Apakah Virus Epstein-Barr Meningkatkan Risiko Kanker Pada Penerima Transplantasi Ginjal?
Penelitian terbaru menunjukkan bahwa transplantasi ginjal dari donor yang terinfeksi virus Epstein-Barr dapat meningkatkan risiko gangguan limfoproliferatif dan kematian pada penerima transplantasi yang tidak terpapar sebelumnya. Sekitar 4%-5% penerima dapat berisiko, dengan 22% mengalami gangguan dalam 3 tahun. Penelitian ini menekankan perlunya pemantauan yang lebih baik dan penyesuaian terapeutik.

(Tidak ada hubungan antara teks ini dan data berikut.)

//! Schema registry
//!
//! Builds [`EntityModel`]s from definitions, validates cross-model references
//! and computes every model's referential-integrity table. A built schema is
//! immutable and shared behind an `Arc`.

use std::collections::HashMap;
use std::sync::Arc;

use tracing::{debug, info};

use super::model::{EntityModel, IntegrityRef};
use super::rules::RuleRegistry;
use super::types::{FieldKind, ModelDef, SchemaDef};
use crate::config::TimestampConfig;
use crate::driver::Driver;
use crate::error::{ResolverError, ResolverResult};

/// Immutable set of models, drivers and rule plugins
pub struct Schema {
    models: HashMap<String, Arc<EntityModel>>,
    order: Vec<String>,
    drivers: HashMap<String, Arc<dyn Driver>>,
    rules: RuleRegistry,
    timestamps: TimestampConfig,
}

impl std::fmt::Debug for Schema {
    fn fmt(&self, f: &mut std::fmt::Formatter<'_>) -> std::fmt::Result {
        f.debug_struct("Schema")
            .field("models", &self.order)
            .field("drivers", &self.drivers.keys().collect::<Vec<_>>())
            .finish()
    }
}

impl Schema {
    pub fn builder() -> SchemaBuilder {
        SchemaBuilder::default()
    }

    /// Build from a loaded definition and named drivers
    pub fn from_def(
        def: SchemaDef,
        drivers: impl IntoIterator<Item = (String, Arc<dyn Driver>)>,
    ) -> ResolverResult<Arc<Self>> {
        let mut builder = Self::builder();
        for (name, driver) in drivers {
            builder = builder.driver(name, driver);
        }
        builder.models(def.models).build()
    }

    /// Model by name, if declared
    pub fn model(&self, name: &str) -> Option<&Arc<EntityModel>> {
        self.models.get(name)
    }

    /// Model by name; unknown names are a configuration error
    pub fn get_model(&self, name: &str) -> ResolverResult<Arc<EntityModel>> {
        self.models
            .get(name)
            .cloned()
            .ok_or_else(|| ResolverError::config(format!("Unknown model '{}'", name)))
    }

    /// Persisted model by name; embedded-only models are rejected
    pub fn entity(&self, name: &str) -> ResolverResult<Arc<EntityModel>> {
        let model = self.get_model(name)?;
        if !model.is_entity() {
            return Err(ResolverError::bad_request(format!(
                "Model {} is embedded-only",
                name
            )));
        }
        Ok(model)
    }

    /// Models in declaration order
    pub fn models(&self) -> impl Iterator<Item = &Arc<EntityModel>> {
        self.order.iter().filter_map(|name| self.models.get(name))
    }

    /// Persisted models in declaration order
    pub fn entities(&self) -> impl Iterator<Item = &Arc<EntityModel>> {
        self.models().filter(|m| m.is_entity())
    }

    pub fn driver(&self, name: &str) -> Option<&Arc<dyn Driver>> {
        self.drivers.get(name)
    }

    pub fn rules(&self) -> &RuleRegistry {
        &self.rules
    }

    pub fn timestamps(&self) -> &TimestampConfig {
        &self.timestamps
    }

    /// Create declared indexes on every entity's driver
    pub async fn setup(&self) -> ResolverResult<()> {
        for model in self.entities() {
            let indexes = model.indexes();
            if indexes.is_empty() {
                continue;
            }
            debug!(model = %model.name(), count = indexes.len(), "creating indexes");
            model
                .driver()?
                .create_indexes(model.key(), &indexes)
                .await?;
        }
        Ok(())
    }
}

/// Builder for [`Schema`]
#[derive(Default)]
pub struct SchemaBuilder {
    drivers: HashMap<String, Arc<dyn Driver>>,
    models: Vec<ModelDef>,
    rules: Option<RuleRegistry>,
    timestamps: TimestampConfig,
}

impl SchemaBuilder {
    pub fn driver(mut self, name: impl Into<String>, driver: Arc<dyn Driver>) -> Self {
        self.drivers.insert(name.into(), driver);
        self
    }

    pub fn model(mut self, model: ModelDef) -> Self {
        self.models.push(model);
        self
    }

    pub fn models(mut self, models: impl IntoIterator<Item = ModelDef>) -> Self {
        self.models.extend(models);
        self
    }

    /// Replace the built-in rule registry
    pub fn rules(mut self, rules: RuleRegistry) -> Self {
        self.rules = Some(rules);
        self
    }

    pub fn timestamps(mut self, timestamps: TimestampConfig) -> Self {
        self.timestamps = timestamps;
        self
    }

    pub fn build(self) -> ResolverResult<Arc<Schema>> {
        let rules = self.rules.unwrap_or_default();
        let defs: HashMap<&str, &ModelDef> =
            self.models.iter().map(|m| (m.name.as_str(), m)).collect();
        if defs.len() != self.models.len() {
            return Err(ResolverError::config("Duplicate model name in schema"));
        }

        let mut built = HashMap::with_capacity(self.models.len());
        for def in &self.models {
            validate_model(def, &defs, &rules)?;
            let driver = if def.entity {
                let driver = self.drivers.get(&def.driver).ok_or_else(|| {
                    ResolverError::config(format!(
                        "Model {} uses unknown driver '{}'",
                        def.name, def.driver
                    ))
                })?;
                Some(Arc::clone(driver))
            } else {
                None
            };
            built.insert(
                def.name.clone(),
                EntityModel::new(def, driver, &self.timestamps)?,
            );
        }

        let mut integrity = integrity_tables(&self.models, &defs);
        for (name, model) in built.iter_mut() {
            model.set_referential_integrity(integrity.remove(name).unwrap_or_default());
        }

        info!(
            models = self.models.len(),
            drivers = self.drivers.len(),
            "schema built"
        );

        Ok(Arc::new(Schema {
            models: built
                .into_iter()
                .map(|(name, model)| (name, Arc::new(model)))
                .collect(),
            order: self.models.iter().map(|m| m.name.clone()).collect(),
            drivers: self.drivers,
            rules,
            timestamps: self.timestamps,
        }))
    }
}

fn validate_model(
    def: &ModelDef,
    defs: &HashMap<&str, &ModelDef>,
    rules: &RuleRegistry,
) -> ResolverResult<()> {
    for field in &def.fields {
        let path = format!("{}.{}", def.name, field.name);
        match &field.kind {
            FieldKind::Scalar { .. } => {}
            FieldKind::Embedded { model } => {
                if !defs.contains_key(model.as_str()) {
                    return Err(ResolverError::config(format!(
                        "{} embeds unknown model '{}'",
                        path, model
                    )));
                }
            }
            FieldKind::Reference { model } => {
                let target = defs.get(model.as_str()).ok_or_else(|| {
                    ResolverError::config(format!("{} references unknown model '{}'", path, model))
                })?;
                if !target.entity {
                    return Err(ResolverError::config(format!(
                        "{} references embedded-only model '{}'",
                        path, model
                    )));
                }
            }
            FieldKind::Virtual { model, by } => {
                let target = defs.get(model.as_str()).ok_or_else(|| {
                    ResolverError::config(format!("{} references unknown model '{}'", path, model))
                })?;
                let back = target.fields.iter().find(|f| &f.name == by).ok_or_else(|| {
                    ResolverError::config(format!(
                        "{} is virtual by unknown field '{}.{}'",
                        path, model, by
                    ))
                })?;
                let points_back = matches!(
                    &back.kind,
                    FieldKind::Reference { model } if model == &def.name
                );
                if !points_back {
                    return Err(ResolverError::config(format!(
                        "{} is virtual by {}.{} which does not reference {}",
                        path, model, by, def.name
                    )));
                }
            }
        }

        for name in &field.rules {
            if !rules.has_rule(name) {
                return Err(ResolverError::config(format!(
                    "{} uses unknown rule '{}'",
                    path, name
                )));
            }
        }
        for name in &field.transforms {
            if !rules.has_transformer(name) {
                return Err(ResolverError::config(format!(
                    "{} uses unknown transformer '{}'",
                    path, name
                )));
            }
        }
        if let Some(name) = &field.bound {
            if !rules.has_binder(name) {
                return Err(ResolverError::config(format!(
                    "{} uses unknown binder '{}'",
                    path, name
                )));
            }
        }
    }
    Ok(())
}

/// For every entity and every reference declaring `on_delete` (top level, or
/// inside a single-valued embedded field), add a row to the target's table.
fn integrity_tables(
    models: &[ModelDef],
    defs: &HashMap<&str, &ModelDef>,
) -> HashMap<String, Vec<IntegrityRef>> {
    let mut tables: HashMap<String, Vec<IntegrityRef>> = HashMap::new();

    let mut add = |target: &str, row: IntegrityRef| {
        tables.entry(target.to_string()).or_default().push(row);
    };

    for model in models.iter().filter(|m| m.entity) {
        for field in &model.fields {
            match &field.kind {
                FieldKind::Reference { model: target } => {
                    if let Some(op) = field.on_delete.as_deref().and_then(|p| p.parse().ok()) {
                        add(
                            target,
                            IntegrityRef {
                                model: model.name.clone(),
                                path: field.name.clone(),
                                is_array: field.array,
                                op,
                            },
                        );
                    }
                }
                FieldKind::Embedded { model: embedded } if !field.array => {
                    let Some(embedded) = defs.get(embedded.as_str()) else {
                        continue;
                    };
                    for inner in &embedded.fields {
                        let FieldKind::Reference { model: target } = &inner.kind else {
                            continue;
                        };
                        if let Some(op) = inner.on_delete.as_deref().and_then(|p| p.parse().ok()) {
                            add(
                                target,
                                IntegrityRef {
                                    model: model.name.clone(),
                                    path: format!("{}.{}", field.name, inner.name),
                                    is_array: inner.array,
                                    op,
                                },
                            );
                        }
                    }
                }
                _ => {}
            }
        }
    }
    tables
}
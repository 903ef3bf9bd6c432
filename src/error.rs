//! Resolver Error Types
//!
//! Unified error handling for descriptors, planning, execution and
//! transactions. Every public operation returns `ResolverResult`.

use thiserror::Error;

/// Resolver result type
pub type ResolverResult<T> = Result<T, ResolverError>;

/// Resolver error type
///
/// `Clone` so that a single batched load can hand the same outcome to every
/// waiter.
#[derive(Debug, Clone, Error)]
pub enum ResolverError {
    /// Required single-result read yielded nothing
    #[error("Not found: {0}")]
    NotFound(String),

    /// Malformed or contradictory request
    #[error("Bad request: {0}")]
    BadRequest(String),

    /// Delete blocked by a restrict policy
    #[error("Restricted: {0}")]
    Restricted(String),

    /// Field rule violation
    #[error("Validation failed: {0}")]
    Validation(String),

    /// Opaque failure reported by a backing store
    #[error("Driver failure: {0}")]
    Driver(String),

    /// Schema or configuration error
    #[error("Configuration error: {0}")]
    Config(String),

    /// A rollback handle failed while undoing queued work
    #[error("Rollback failed: {rollback}{}", cause_suffix(.cause))]
    RollbackFailed {
        cause: Option<Box<ResolverError>>,
        rollback: Box<ResolverError>,
    },
}

impl ResolverError {
    /// Create a not found error
    pub fn not_found(resource: impl Into<String>) -> Self {
        Self::NotFound(resource.into())
    }

    /// Create a bad request error
    pub fn bad_request(msg: impl Into<String>) -> Self {
        Self::BadRequest(msg.into())
    }

    /// Create a restricted error
    pub fn restricted(msg: impl Into<String>) -> Self {
        Self::Restricted(msg.into())
    }

    /// Create a validation error
    pub fn validation(msg: impl Into<String>) -> Self {
        Self::Validation(msg.into())
    }

    /// Create a driver error
    pub fn driver(msg: impl Into<String>) -> Self {
        Self::Driver(msg.into())
    }

    /// Create a configuration error
    pub fn config(msg: impl Into<String>) -> Self {
        Self::Config(msg.into())
    }

    /// Wrap a rollback failure, keeping the error that triggered the rollback
    pub fn rollback_failed(cause: Option<ResolverError>, rollback: ResolverError) -> Self {
        Self::RollbackFailed {
            cause: cause.map(Box::new),
            rollback: Box::new(rollback),
        }
    }

    /// Attach the triggering error to a rollback failure that has none yet.
    /// Any other error is returned unchanged.
    pub fn with_cause(self, cause: ResolverError) -> Self {
        match self {
            Self::RollbackFailed {
                cause: None,
                rollback,
            } => Self::RollbackFailed {
                cause: Some(Box::new(cause)),
                rollback,
            },
            other => other,
        }
    }

    /// Get error code for API responses
    pub fn code(&self) -> &'static str {
        match self {
            Self::NotFound(_) => "NOT_FOUND",
            Self::BadRequest(_) => "BAD_REQUEST",
            Self::Restricted(_) => "RESTRICTED",
            Self::Validation(_) => "VALIDATION_FAILED",
            Self::Driver(_) => "DRIVER_FAILURE",
            Self::Config(_) => "CONFIG_ERROR",
            Self::RollbackFailed { .. } => "ROLLBACK_FAILED",
        }
    }

    /// Get HTTP status code
    pub fn status_code(&self) -> u16 {
        match self {
            Self::NotFound(_) => 404,
            Self::BadRequest(_) => 400,
            Self::Restricted(_) => 409,
            Self::Validation(_) => 400,
            Self::Driver(_) => 500,
            Self::Config(_) => 500,
            Self::RollbackFailed { .. } => 500,
        }
    }

    /// Client errors are never retried by the resolver
    pub fn is_client_error(&self) -> bool {
        matches!(
            self,
            Self::NotFound(_) | Self::BadRequest(_) | Self::Restricted(_) | Self::Validation(_)
        )
    }
}

fn cause_suffix(cause: &Option<Box<ResolverError>>) -> String {
    cause
        .as_ref()
        .map(|c| format!(" (while handling: {})", c))
        .unwrap_or_default()
}

impl From<serde_json::Error> for ResolverError {
    fn from(e: serde_json::Error) -> Self {
        Self::BadRequest(e.to_string())
    }
}

#[cfg(test)]
mod tests {
    use super::*;

    #[test]
    fn test_status_codes() {
        assert_eq!(ResolverError::not_found("Person").status_code(), 404);
        assert_eq!(ResolverError::restricted("Person").status_code(), 409);
        assert_eq!(ResolverError::driver("boom").status_code(), 500);
    }

    #[test]
    fn test_client_errors() {
        assert!(ResolverError::validation("x").is_client_error());
        assert!(ResolverError::bad_request("x").is_client_error());
        assert!(!ResolverError::driver("x").is_client_error());
    }

    #[test]
    fn test_rollback_failure_keeps_cause() {
        let err = ResolverError::rollback_failed(None, ResolverError::driver("undo failed"))
            .with_cause(ResolverError::driver("write failed"));

        assert_eq!(err.code(), "ROLLBACK_FAILED");
        let msg = err.to_string();
        assert!(msg.contains("undo failed"));
        assert!(msg.contains("write failed"));
    }

    #[test]
    fn test_with_cause_leaves_other_errors() {
        let err = ResolverError::not_found("Person").with_cause(ResolverError::driver("x"));
        assert!(matches!(err, ResolverError::NotFound(_)));
    }
}
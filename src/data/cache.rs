//! Batching cache
//!
//! Deduplicates identical reads within one logical request. The first load of
//! a key starts the work as a shared future; every later load of the same key,
//! in flight or settled, awaits that same future. Failed loads are evicted so a
//! retry reaches the driver again. Writes clear the cache.

use std::collections::HashMap;
use std::sync::atomic::{AtomicU64, Ordering};
use std::sync::{Arc, Mutex, MutexGuard};

use futures_util::future::{self, BoxFuture, FutureExt, Shared};
use serde_json::json;
use sha2::{Digest, Sha256};
use tracing::debug;

use super::Output;
use crate::config::CacheConfig;
use crate::error::ResolverResult;
use crate::query::Query;

type Pending = Shared<BoxFuture<'static, ResolverResult<Output>>>;

/// Cache counters
#[derive(Debug, Clone, Copy, Default, PartialEq, Eq)]
pub struct CacheStats {
    /// Loads answered by an existing entry
    pub hits: u64,
    /// Loads that started new work
    pub misses: u64,
    /// Entries dropped because their load failed
    pub evictions: u64,
    /// Entries currently held
    pub entries: usize,
}

/// Request-scoped read cache
pub struct BatchCache {
    config: CacheConfig,
    entries: Arc<Mutex<HashMap<String, Pending>>>,
    hits: AtomicU64,
    misses: AtomicU64,
    evictions: Arc<AtomicU64>,
}

impl std::fmt::Debug for BatchCache {
    fn fmt(&self, f: &mut std::fmt::Formatter<'_>) -> std::fmt::Result {
        f.debug_struct("BatchCache")
            .field("config", &self.config)
            .field("stats", &self.stats())
            .finish()
    }
}

impl BatchCache {
    pub fn new(config: CacheConfig) -> Self {
        Self {
            config,
            entries: Arc::new(Mutex::new(HashMap::new())),
            hits: AtomicU64::new(0),
            misses: AtomicU64::new(0),
            evictions: Arc::new(AtomicU64::new(0)),
        }
    }

    /// Cache key of a read: sha-256 of its canonical identity
    pub fn key(query: &Query) -> String {
        let canonical = json!({
            "method": query.method(),
            "model": query.model(),
            "query": query.cache_key(),
        });
        format!("{:x}", Sha256::digest(canonical.to_string().as_bytes()))
    }

    pub fn is_enabled(&self) -> bool {
        self.config.enabled
    }

    fn lock(&self) -> MutexGuard<'_, HashMap<String, Pending>> {
        self.entries.lock().unwrap_or_else(|e| e.into_inner())
    }

    /// Share the entry for `key`, or start `fetch` and remember it
    pub fn load<F>(&self, key: String, fetch: F) -> BoxFuture<'static, ResolverResult<Output>>
    where
        F: FnOnce() -> BoxFuture<'static, ResolverResult<Output>>,
    {
        if !self.config.enabled {
            return fetch();
        }

        let mut entries = self.lock();
        if let Some(pending) = entries.get(&key) {
            self.hits.fetch_add(1, Ordering::Relaxed);
            debug!(key = %key, "cache hit");
            return pending.clone().boxed();
        }

        self.misses.fetch_add(1, Ordering::Relaxed);
        if entries.len() >= self.config.max_entries {
            drop(entries);
            debug!(key = %key, "cache full, loading uncached");
            return fetch();
        }

        let pending = fetch().shared();
        entries.insert(key.clone(), pending.clone());
        drop(entries);
        debug!(key = %key, "cache miss");

        let map = Arc::clone(&self.entries);
        let evictions = Arc::clone(&self.evictions);
        async move {
            let result = pending.clone().await;
            if result.is_err() {
                let mut entries = map.lock().unwrap_or_else(|e| e.into_inner());
                let current = entries.get(&key).map(|p| p.ptr_eq(&pending)).unwrap_or(false);
                if current {
                    entries.remove(&key);
                    evictions.fetch_add(1, Ordering::Relaxed);
                }
            }
            result
        }
        .boxed()
    }

    /// Forget one key
    pub fn clear(&self, key: &str) -> bool {
        self.lock().remove(key).is_some()
    }

    /// Forget every key
    pub fn clear_all(&self) {
        let mut entries = self.lock();
        if !entries.is_empty() {
            debug!(entries = entries.len(), "cache cleared");
        }
        entries.clear();
    }

    /// Seed a key with a known result; existing entries win
    pub fn prime(&self, key: String, value: Output) -> bool {
        if !self.config.enabled {
            return false;
        }
        let mut entries = self.lock();
        if entries.contains_key(&key) {
            return false;
        }
        entries.insert(key, future::ready(Ok(value)).boxed().shared());
        true
    }

    pub fn stats(&self) -> CacheStats {
        CacheStats {
            hits: self.hits.load(Ordering::Relaxed),
            misses: self.misses.load(Ordering::Relaxed),
            evictions: self.evictions.load(Ordering::Relaxed),
            entries: self.lock().len(),
        }
    }
}

#[cfg(test)]
mod tests {
    use super::*;
    use crate::error::ResolverError;
    use crate::query::Method;
    use std::sync::atomic::AtomicUsize;

    fn counting(calls: &Arc<AtomicUsize>, value: u64) -> BoxFuture<'static, ResolverResult<Output>> {
        let calls = Arc::clone(calls);
        async move {
            calls.fetch_add(1, Ordering::SeqCst);
            tokio::task::yield_now().await;
            Ok(Output::Count(value))
        }
        .boxed()
    }

    #[tokio::test]
    async fn test_concurrent_loads_share_work() {
        let cache = BatchCache::new(CacheConfig::default());
        let calls = Arc::new(AtomicUsize::new(0));

        let a = cache.load("k".to_string(), || counting(&calls, 7));
        let b = cache.load("k".to_string(), || counting(&calls, 9));
        let (a, b) = futures_util::join!(a, b);

        assert_eq!(a.unwrap(), Output::Count(7));
        assert_eq!(b.unwrap(), Output::Count(7));
        assert_eq!(calls.load(Ordering::SeqCst), 1);
        assert_eq!(cache.stats().hits, 1);
        assert_eq!(cache.stats().misses, 1);
    }

    #[tokio::test]
    async fn test_clear_forces_reload() {
        let cache = BatchCache::new(CacheConfig::default());
        let calls = Arc::new(AtomicUsize::new(0));

        cache.load("k".to_string(), || counting(&calls, 1)).await.unwrap();
        cache.clear_all();
        cache.load("k".to_string(), || counting(&calls, 1)).await.unwrap();
        assert_eq!(calls.load(Ordering::SeqCst), 2);

        assert!(cache.clear("k"));
        assert!(!cache.clear("k"));
    }

    #[tokio::test]
    async fn test_failed_load_is_evicted() {
        let cache = BatchCache::new(CacheConfig::default());
        let failing = || {
            async { Err::<Output, _>(ResolverError::driver("down")) }.boxed()
        };

        assert!(cache.load("k".to_string(), failing).await.is_err());
        assert_eq!(cache.stats().entries, 0);
        assert_eq!(cache.stats().evictions, 1);

        let calls = Arc::new(AtomicUsize::new(0));
        cache.load("k".to_string(), || counting(&calls, 2)).await.unwrap();
        assert_eq!(calls.load(Ordering::SeqCst), 1);
    }

    #[tokio::test]
    async fn test_disabled_cache_passes_through() {
        let cache = BatchCache::new(CacheConfig::disabled());
        let calls = Arc::new(AtomicUsize::new(0));

        cache.load("k".to_string(), || counting(&calls, 1)).await.unwrap();
        cache.load("k".to_string(), || counting(&calls, 1)).await.unwrap();
        assert_eq!(calls.load(Ordering::SeqCst), 2);
        assert!(!cache.prime("k".to_string(), Output::Count(1)));
    }

    #[tokio::test]
    async fn test_prime() {
        let cache = BatchCache::new(CacheConfig::default());
        assert!(cache.prime("k".to_string(), Output::Count(5)));
        assert!(!cache.prime("k".to_string(), Output::Count(6)));

        let calls = Arc::new(AtomicUsize::new(0));
        let value = cache.load("k".to_string(), || counting(&calls, 1)).await.unwrap();
        assert_eq!(value, Output::Count(5));
        assert_eq!(calls.load(Ordering::SeqCst), 0);
    }

    #[test]
    fn test_key_is_stable() {
        let a = Query::new("Person", Method::Find)
            .filter(serde_json::json!({"b": 1, "a": 2}))
            .unwrap();
        let b = Query::new("Person", Method::Find)
            .filter(serde_json::json!({"a": 2, "b": 1}))
            .unwrap();
        assert_eq!(BatchCache::key(&a), BatchCache::key(&b));
        assert_eq!(BatchCache::key(&a).len(), 64);

        let count = a.clone().with_method(Method::Count);
        assert_ne!(BatchCache::key(&a), BatchCache::key(&count));
    }
}
//! Result sorting
//!
//! Sorts hydrated documents by one or more dotted paths. A path may reach
//! several values (arrays, relations); they are reduced to the smallest for
//! ascending keys and the largest for descending keys. Ties fall back to the
//! document id, ascending. Sort is stable and deterministic.

use std::cmp::Ordering;

use serde_json::Value;

use super::descriptor::{SortDirection, SortSpec};

/// Sorts result documents
pub struct ResultSorter;

impl ResultSorter {
    /// Sorts documents according to the sort specification
    pub fn sort(documents: &mut Vec<Value>, specs: &[SortSpec]) {
        if specs.is_empty() {
            return;
        }

        let mut decorated: Vec<(Vec<Option<Value>>, Value)> = documents
            .drain(..)
            .map(|doc| {
                let keys = specs
                    .iter()
                    .map(|spec| Self::reduce(get_deep(&doc, &spec.path), spec.direction))
                    .collect();
                (keys, doc)
            })
            .collect();

        decorated.sort_by(|(a_keys, a_doc), (b_keys, b_doc)| {
            specs
                .iter()
                .zip(a_keys.iter().zip(b_keys.iter()))
                .map(|(spec, (a, b))| {
                    let ordering = Self::compare_values(a.as_ref(), b.as_ref());
                    match spec.direction {
                        SortDirection::Asc => ordering,
                        SortDirection::Desc => ordering.reverse(),
                    }
                })
                .find(|o| o.is_ne())
                .unwrap_or_else(|| Self::compare_values(a_doc.get("id"), b_doc.get("id")))
        });

        documents.extend(decorated.into_iter().map(|(_, doc)| doc));
    }

    fn reduce(values: Vec<Value>, direction: SortDirection) -> Option<Value> {
        let pick = |a: Value, b: Value| {
            let ordering = Self::compare_values(Some(&a), Some(&b));
            match (direction, ordering) {
                (SortDirection::Asc, Ordering::Greater) => b,
                (SortDirection::Desc, Ordering::Less) => b,
                _ => a,
            }
        };
        values.into_iter().reduce(pick)
    }

    /// Compares two JSON values for sorting.
    ///
    /// Ordering rules:
    /// - missing < null < bool < number < string
    /// - For same types, natural ordering
    pub fn compare_values(a: Option<&Value>, b: Option<&Value>) -> Ordering {
        match (a, b) {
            (None, None) => Ordering::Equal,
            (None, Some(_)) => Ordering::Less,
            (Some(_), None) => Ordering::Greater,
            (Some(a_val), Some(b_val)) => {
                let type_order = |v: &Value| -> u8 {
                    match v {
                        Value::Null => 0,
                        Value::Bool(_) => 1,
                        Value::Number(_) => 2,
                        Value::String(_) => 3,
                        Value::Array(_) => 4,
                        Value::Object(_) => 5,
                    }
                };

                let a_type = type_order(a_val);
                let b_type = type_order(b_val);

                if a_type != b_type {
                    return a_type.cmp(&b_type);
                }

                match (a_val, b_val) {
                    (Value::Bool(a_b), Value::Bool(b_b)) => a_b.cmp(b_b),
                    (Value::Number(a_n), Value::Number(b_n)) => {
                        let a_f = a_n.as_f64().unwrap_or(0.0);
                        let b_f = b_n.as_f64().unwrap_or(0.0);
                        a_f.partial_cmp(&b_f).unwrap_or(Ordering::Equal)
                    }
                    (Value::String(a_s), Value::String(b_s)) => a_s.cmp(b_s),
                    _ => Ordering::Equal,
                }
            }
        }
    }
}

/// Every non-null value reachable through a dotted path.
///
/// Hydrated `$field` values win over the raw field at each step, and arrays
/// are flattened along the way.
pub fn get_deep(doc: &Value, path: &str) -> Vec<Value> {
    let mut current: Vec<&Value> = vec![doc];
    for segment in path.split('.') {
        let hydrated = format!("${}", segment);
        current = current
            .into_iter()
            .flat_map(flatten)
            .filter_map(|value| {
                let obj = value.as_object()?;
                obj.get(&hydrated)
                    .filter(|v| !v.is_null())
                    .or_else(|| obj.get(segment))
            })
            .collect();
    }
    current
        .into_iter()
        .flat_map(flatten)
        .filter(|v| !v.is_null())
        .cloned()
        .collect()
}

fn flatten(value: &Value) -> Vec<&Value> {
    match value {
        Value::Array(items) => items.iter().flat_map(flatten).collect(),
        other => vec![other],
    }
}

Penelitian terbaru oleh Potluri et al yang dipublikasikan di Annals of Internal Medicine menunjukkan bahwa transplantasi ginjal menggunakan organ dari donor yang terinfeksi virus Epstein-Barr dapat meningkatkan risiko terjadinya gangguan limfoproliferatif pascatransplantasi pada penerima yang belum pernah terpapar virus tersebut. Sekitar 90% orang dewasa di AS sudah terinfeksi virus ini yang dapat menyebabkan mononukleosis dan berhubungan dengan beberapa jenis kanker.
Gangguan limfoproliferatif pascatransplantasi merupakan komplikasi serius yang dapat mengancam jiwa, yaitu pertumbuhan sel imun yang tidak terkontrol seolah-olah kanker. Penelitian ini memperkirakan bahwa 4% hingga 5% penerima transplantasi ginjal berisiko terkena gangguan ini, dengan 22% penerima tanpa infeksi sebelum transplantasi yang menerima ginjal dari donor terinfeksi mengalami gangguan tersebut dalam 3 tahun.
Risiko kematian juga lebih tinggi bagi penerima ginjal tanpa infeksi virus Epstein-Barr yang menerima ginjal dari donor terinfeksi; hampir 33% dari mereka yang mengalami gangguan limfoproliferatif meninggal selama periode penelitian. Penulis utama, Vishnu Potluri, MD, MPH, menekankan bahwa data registri nasional kemungkinan meremehkan insiden gangguan ini akibat pelaporan yang tidak lengkap.
Riset ini memberikan wawasan baru tentang risiko gangguan limfoproliferatif pascatransplantasi yang belum banyak diteliti dalam populasi dewasa yang memiliki kemungkinan rendah untuk pernah terpapar virus ini. Penelitian sebelumnya lebih banyak terfokus pada pasien anak-anak. Ada kebutuhan mendesak untuk memantau infeksi virus Epstein-Barr secara rutin dan mengatur terapi imunosupresif dengan lebih efektif bagi pasien berisiko tinggi.
Emily Blumberg, MD, dan Chethan Puttarajappa, MD, MBBS, MS, menyarankan adanya penyesuaian terapi yang lebih pribadi serta pengujian aktif terhadap aktivitas virus di darah. Temuan ini dianggap dapat memperbaiki pemahaman serta menjaga keselamatan penerima transplantasi yang rentan, mendesak perlunya penelitian lebih lanjut untuk meningkatkan keselamatan dan kelangsungan hidup kelompok ini.
Penelitian menunjukkan bahwa tidak terpapar virus Epstein-Barr dan menerima transplantasi ginjal dari donor terinfeksi berisiko tinggi terhadap gangguan limfoproliferatif pascatransplantasi dan kematian. Diperlukan pengujian rutin virus dan penyesuaian terapi imunosupresif untuk meningkatkan keselamatan pasien transplantasi.